*** RECORDED DATA Section Begins ***

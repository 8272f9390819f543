use crate::credentials::{Credentials, SecretString};
use anyhow::{Context, Result};
use globset::{Glob, GlobSet, GlobSetBuilder};
use regex::Regex;
use serde::Deserialize;
use serde_yaml_ng::Value;
use std::path::PathBuf;
use std::{env, fs, path::Path};
use tracing::info;

#[derive(Debug, Deserialize)]
#[serde(rename_all = "camelCase")]
pub struct Config {
    pub webserver: Webserver,
    pub backup_registry: BackupRegistryConfig,
    #[serde(default)]
    pub registries: Vec<Registry>,
    #[serde(default)]
    pub reconcile: ReconcileSettings,
    #[serde(default)]
    pub tls: Tls,
}

#[derive(Debug, Deserialize)]
pub struct Webserver {
    pub port: u16,
}

/// Destination of every backup. `host` may carry an organization prefix,
/// e.g. `registry.example.com/backups`.
#[derive(Debug, Clone, Deserialize)]
#[serde(rename_all = "camelCase")]
pub struct BackupRegistryConfig {
    pub host: String,
    pub username: Option<String>,
    pub token: SecretString,
    #[serde(default)]
    pub existing_tag_policy: ExistingTagPolicy,
    #[serde(default = "default_copy_timeout_seconds")]
    pub copy_timeout_seconds: u64,
}

/// Credentials used to pull source images from a registry other than the backup one.
#[derive(Debug, Clone, Deserialize)]
pub struct Registry {
    pub hostname: String,
    pub username: Option<String>,
    pub token: SecretString,
}

/// What to do when the backup tag already exists.
#[derive(Debug, Clone, Copy, Default, PartialEq, Eq, Deserialize)]
#[serde(rename_all = "camelCase")]
pub enum ExistingTagPolicy {
    /// Accept it when its manifest digest matches the source, fail otherwise.
    #[default]
    Reject,
    /// Accept it without comparing content.
    Reuse,
}

#[derive(Debug, Clone, Copy, Default, PartialEq, Eq, Deserialize)]
#[serde(rename_all = "camelCase")]
pub enum FailurePolicy {
    #[default]
    AbortOnFirstError,
    ContinueOnError,
}

#[derive(Debug, Deserialize)]
#[serde(rename_all = "camelCase")]
pub struct ReconcileSettings {
    #[serde(default)]
    pub failure_policy: FailurePolicy,
    #[serde(default = "default_concurrency")]
    pub concurrency: u16,
    #[serde(default = "default_requeue_after_seconds")]
    pub requeue_after_seconds: u64,
    #[serde(default)]
    pub excluded_namespaces: Vec<String>,
}

impl Default for ReconcileSettings {
    fn default() -> Self {
        Self {
            failure_policy: FailurePolicy::default(),
            concurrency: default_concurrency(),
            requeue_after_seconds: default_requeue_after_seconds(),
            excluded_namespaces: Vec::new(),
        }
    }
}

#[derive(Debug, Default, Deserialize)]
#[serde(rename_all = "camelCase")]
pub struct Tls {
    #[serde(default)]
    pub ca_certificate_paths: Vec<PathBuf>,
}

fn default_copy_timeout_seconds() -> u64 {
    600
}

fn default_concurrency() -> u16 {
    4
}

fn default_requeue_after_seconds() -> u64 {
    30
}

impl Config {
    /// Credentials for a registry host. The backup registry is matched on the
    /// host part of its configured name.
    pub fn find_credentials_for_hostname(&self, hostname: &str) -> Option<Credentials> {
        let backup_hostname = self
            .backup_registry
            .host
            .split('/')
            .next()
            .unwrap_or_default();
        if backup_hostname == hostname {
            return Some(self.backup_registry.credentials());
        }
        self.registries
            .iter()
            .find(|registry| registry.hostname == hostname)
            .map(|registry| Credentials::new(registry.username.clone(), registry.token.clone()))
    }
}

impl BackupRegistryConfig {
    pub fn credentials(&self) -> Credentials {
        Credentials::new(self.username.clone(), self.token.clone())
    }
}

impl ReconcileSettings {
    pub fn excluded_namespace_set(&self) -> Result<GlobSet> {
        let mut builder = GlobSetBuilder::new();
        for pattern in &self.excluded_namespaces {
            builder.add(
                Glob::new(pattern)
                    .with_context(|| format!("Invalid excluded namespace pattern {}", pattern))?,
            );
        }
        builder
            .build()
            .context("Failed to build excluded namespace matcher")
    }
}

/// Loads the main config file and deep-merges the secure overlay on top of it
/// when that file exists.
pub fn load_config<P: AsRef<Path>, S: AsRef<Path>>(path: P, secure_path: S) -> Result<Config> {
    let mut value = read_yaml(path.as_ref())?;

    let secure_path = secure_path.as_ref();
    if secure_path.exists() {
        let overlay = read_yaml(secure_path)?;
        merge_yaml(&mut value, overlay);
    } else {
        info!(
            "No secure config overlay found at {}, skipping",
            secure_path.display()
        );
    }

    let config: Config =
        serde_yaml_ng::from_value(value).context("Failed to deserialize merged config")?;
    if config.backup_registry.host.trim().is_empty() {
        anyhow::bail!("backupRegistry.host must not be empty");
    }
    config
        .reconcile
        .excluded_namespace_set()
        .context("Invalid reconcile settings")?;
    Ok(config)
}

fn read_yaml(path: &Path) -> Result<Value> {
    info!("Loading config from file {}", path.display());
    let yaml_str = fs::read_to_string(path)
        .with_context(|| format!("Failed to read config file: {}", path.display()))?;

    let expanded = expand_env_vars(&yaml_str)?;

    serde_yaml_ng::from_str(&expanded)
        .context("Failed to parse YAML config after environment variable expansion")
}

fn merge_yaml(base: &mut Value, overlay: Value) {
    match (base, overlay) {
        (Value::Mapping(base), Value::Mapping(overlay)) => {
            for (key, value) in overlay {
                match base.get_mut(&key) {
                    Some(existing) => merge_yaml(existing, value),
                    None => {
                        base.insert(key, value);
                    }
                }
            }
        }
        (base, overlay) => *base = overlay,
    }
}

/// Replaces `${VAR}` placeholders with environment variables values.
/// Returns an error if any env var is missing or regex fails.
fn expand_env_vars(input: &str) -> Result<String> {
    let re =
        Regex::new(r"\$\{([^}]+)}").context("Invalid regex pattern for env var substitution")?;

    let missing: Vec<&str> = re
        .captures_iter(input)
        .filter_map(|caps| caps.get(1))
        .map(|m| m.as_str())
        .filter(|name| env::var(name).is_err())
        .collect();
    if !missing.is_empty() {
        anyhow::bail!("Missing environment variable: {}", missing.join(", "));
    }

    let result = re.replace_all(input, |caps: &regex::Captures| {
        env::var(&caps[1]).unwrap_or_default()
    });

    Ok(result.into_owned())
}
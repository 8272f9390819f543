use crate::backup::BackupRegistry;
use crate::config::Config;
use crate::oci_registry::OciRegistryClient;
use crate::reconcile::ReconcileEngine;
use crate::webserver::Readiness;
use crate::workload::KubeWorkloadStore;
use std::sync::Arc;
use std::time::Duration;
use tokio_util::sync::CancellationToken;

#[derive(Clone)]
pub struct ControllerContext {
    pub(crate) kube_client: kube::Client,
    pub(crate) config: Arc<Config>,
    pub(crate) backup: Arc<BackupRegistry<OciRegistryClient>>,
    pub(crate) shutdown: CancellationToken,
    pub(crate) readiness: Readiness,
}

/// State shared by all reconciles of one workload kind.
pub struct WatchContext<K> {
    pub(crate) engine: ReconcileEngine<KubeWorkloadStore<K>, OciRegistryClient>,
    pub(crate) shutdown: CancellationToken,
    pub(crate) requeue_after: Duration,
}
use std::fmt;

static DEFAULT_TAG: &str = "latest";

/// Identity of an image as used for backup naming: `[registry/]repository:tag`.
///
/// `repository` is always the last path segment and `registry` the segment in
/// front of it, so `docker.io/library/nginx:1.27` yields registry `library`
/// and repository `nginx`. Segments further left only survive in `location`.
#[derive(Debug, Clone, PartialEq, Eq)]
pub struct ImageReference {
    pub registry: String,
    pub repository: String,
    pub tag: String,
    pub digest: Option<String>,
    location: String,
}

impl fmt::Display for ImageReference {
    fn fmt(&self, f: &mut fmt::Formatter<'_>) -> fmt::Result {
        if !self.registry.is_empty() {
            write!(f, "{}/", self.registry)?;
        }
        write!(f, "{}:{}", self.repository, self.tag)
    }
}

impl ImageReference {
    pub fn parse(s: &str) -> Self {
        let (name, digest) = match s.split_once('@') {
            Some((name, digest)) => (name, Some(digest.to_string())),
            None => (s, None),
        };

        // A colon only separates the tag when it comes after the last slash,
        // otherwise it belongs to a registry port.
        let last_slash = name.rfind('/');
        let (without_tag, tag) = match name.rfind(':') {
            Some(pos) if last_slash.is_none_or(|slash| pos > slash) => {
                (&name[..pos], &name[pos + 1..])
            }
            _ => (name, DEFAULT_TAG),
        };

        let (location, repository) = match without_tag.rsplit_once('/') {
            Some((location, repository)) => (location, repository),
            None => ("", without_tag),
        };
        let registry = location.rsplit('/').next().unwrap_or_default();

        Self {
            registry: registry.to_string(),
            repository: repository.to_string(),
            tag: tag.to_string(),
            digest,
            location: location.to_string(),
        }
    }

    pub fn compose(backup_host: &str, repository: &str, tag: &str) -> String {
        format!("{}/{}:{}", backup_host, repository, tag)
    }

    /// Everything in front of the repository segment, e.g.
    /// `registry.example.com/backups` for `registry.example.com/backups/app:v1`.
    pub fn location(&self) -> &str {
        &self.location
    }
}
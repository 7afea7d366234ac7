//! Kernel network plumbing
//!
//! `NetFabric` is the seam between the runtime and the host kernel. Every
//! namespace, veth pair and bridge the runtime materializes goes through
//! it, which keeps the lifecycle logic testable without root.

pub mod iproute;

pub use iproute::IpRoute;

use crate::error::Result;
use ipnet::IpNet;
use std::fmt;
use std::net::IpAddr;
use std::time::Duration;

/// Name of the bridge created inside every switch namespace
pub const SWITCH_BRIDGE: &str = "br0";

/// Reference to a network namespace
#[derive(Debug, Clone, PartialEq, Eq, Hash)]
pub enum NetnsRef {
    /// Named namespace under /run/netns
    Named(String),
    /// Namespace of a running process (container init)
    Pid(u32),
}

impl fmt::Display for NetnsRef {
    fn fmt(&self, f: &mut fmt::Formatter<'_>) -> fmt::Result {
        match self {
            NetnsRef::Named(name) => write!(f, "netns:{}", name),
            NetnsRef::Pid(pid) => write!(f, "pid:{}", pid),
        }
    }
}

/// Operations on the host's network stack.
///
/// Interfaces are created in the root namespace and then moved into
/// their target namespace. Deleting one end of a veth pair deletes both.
pub trait NetFabric: Send + Sync {
    /// Create a named namespace with loopback up
    fn create_namespace(&self, name: &str) -> Result<()>;

    /// Delete a named namespace; a missing namespace is not an error
    fn delete_namespace(&self, name: &str) -> Result<()>;

    /// Names of all named namespaces on the host
    fn list_namespaces(&self) -> Result<Vec<String>>;

    /// Names of all interfaces in `ns` (`None` is the root namespace)
    fn list_interfaces(&self, ns: Option<&NetnsRef>) -> Result<Vec<String>>;

    /// Create a veth pair in the root namespace
    fn create_veth(&self, a: &str, b: &str) -> Result<()>;

    /// Move a root-namespace interface into `target` and rename it
    fn move_interface(&self, ifname: &str, target: &NetnsRef, new_name: &str) -> Result<()>;

    /// Add an address to an interface
    fn set_address(&self, ns: &NetnsRef, ifname: &str, addr: &IpNet) -> Result<()>;

    /// Bring an interface up
    fn set_up(&self, ns: &NetnsRef, ifname: &str) -> Result<()>;

    /// Create a bridge device and bring it up
    fn create_bridge(&self, ns: &NetnsRef, bridge: &str) -> Result<()>;

    /// Enslave an interface to a bridge in the same namespace
    fn attach_to_bridge(&self, ns: &NetnsRef, ifname: &str, bridge: &str) -> Result<()>;

    /// Delete an interface; a missing interface is not an error.
    ///
    /// `ns` of `None` means the root namespace.
    fn delete_interface(&self, ns: Option<&NetnsRef>, ifname: &str) -> Result<()>;

    /// Send one echo request from `from` to `dst`.
    ///
    /// Returns `Ok(false)` when no reply arrives within `timeout`.
    fn ping(&self, from: &NetnsRef, dst: IpAddr, timeout: Duration) -> Result<bool>;
}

*** RECORDED DATA Section Ends ***

TASK REQUIREMENTS
Output must consist only of the listing's lines from the first through the line with "pub struct Config", reproduced word for word.

WORKED SOLUTION
repository 8272f9390819f543
use crate::credentials::{Credentials, SecretString};
use anyhow::{Context, Result};
use globset::{Glob, GlobSet, GlobSetBuilder};
use regex::Regex;
use serde::Deserialize;
use serde_yaml_ng::Value;
use std::path::PathBuf;
use std::{env, fs, path::Path};
use tracing::info;

#[derive(Debug, Deserialize)]
#[serde(rename_all = "camelCase")]
pub struct Config {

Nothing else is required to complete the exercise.